PROBLEM STATEMENT –
These records must be written out again exactly.
*** Opening of THE DATA ***
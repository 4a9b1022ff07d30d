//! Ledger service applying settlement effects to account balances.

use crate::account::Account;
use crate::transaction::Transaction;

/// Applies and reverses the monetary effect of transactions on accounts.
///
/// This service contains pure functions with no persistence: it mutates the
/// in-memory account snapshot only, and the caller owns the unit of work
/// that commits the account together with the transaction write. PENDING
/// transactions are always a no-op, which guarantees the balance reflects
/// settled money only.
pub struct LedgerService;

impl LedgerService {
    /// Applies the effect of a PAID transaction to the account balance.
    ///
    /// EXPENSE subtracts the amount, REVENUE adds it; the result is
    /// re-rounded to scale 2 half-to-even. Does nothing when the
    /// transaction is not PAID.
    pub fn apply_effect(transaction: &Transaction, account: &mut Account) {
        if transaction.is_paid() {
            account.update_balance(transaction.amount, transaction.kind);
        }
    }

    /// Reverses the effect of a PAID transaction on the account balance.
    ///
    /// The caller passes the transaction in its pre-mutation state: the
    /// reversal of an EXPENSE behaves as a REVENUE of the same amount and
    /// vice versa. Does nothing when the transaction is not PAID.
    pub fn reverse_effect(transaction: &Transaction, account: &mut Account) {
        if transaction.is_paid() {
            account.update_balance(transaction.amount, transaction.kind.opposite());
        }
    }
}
*** Close of THE DATA ***
THE ANSWER –
repository 4a9b1022ff07d30d
//! Ledger service applying settlement effects to account balances.

use crate::account::Account;
use crate::transaction::Transaction;

/// Applies and reverses the monetary effect of transactions on accounts.
///
/// This service contains pure functions with no persistence: it mutates the
/// in-memory account snapshot only, and the caller owns the unit of work
/// that commits the account together with the transaction write. PENDING
/// transactions are always a no-op, which guarantees the balance reflects
/// settled money only.
pub struct LedgerService;

impl LedgerService {
    /// Applies the effect of a PAID transaction to the account balance.
    ///
    /// EXPENSE subtracts the amount, REVENUE adds it; the result is
    /// re-rounded to scale 2 half-to-even. Does nothing when the
    /// transaction is not PAID.
    pub fn apply_effect(transaction: &Transaction, account: &mut Account) {
        if transaction.is_paid() {
            account.update_balance(transaction.amount, transaction.kind);
        }
    }

    /// Reverses the effect of a PAID transaction on the account balance.
    ///
    /// The caller passes the transaction in its pre-mutation state: the
    /// reversal of an EXPENSE behaves as a REVENUE of the same amount and
    /// vice versa. Does nothing when the transaction is not PAID.
    pub fn reverse_effect(transaction: &Transaction, account: &mut Account) {
        if transaction.is_paid() {
            account.update_balance(transaction.amount, transaction.kind.opposite());
        }
    }
}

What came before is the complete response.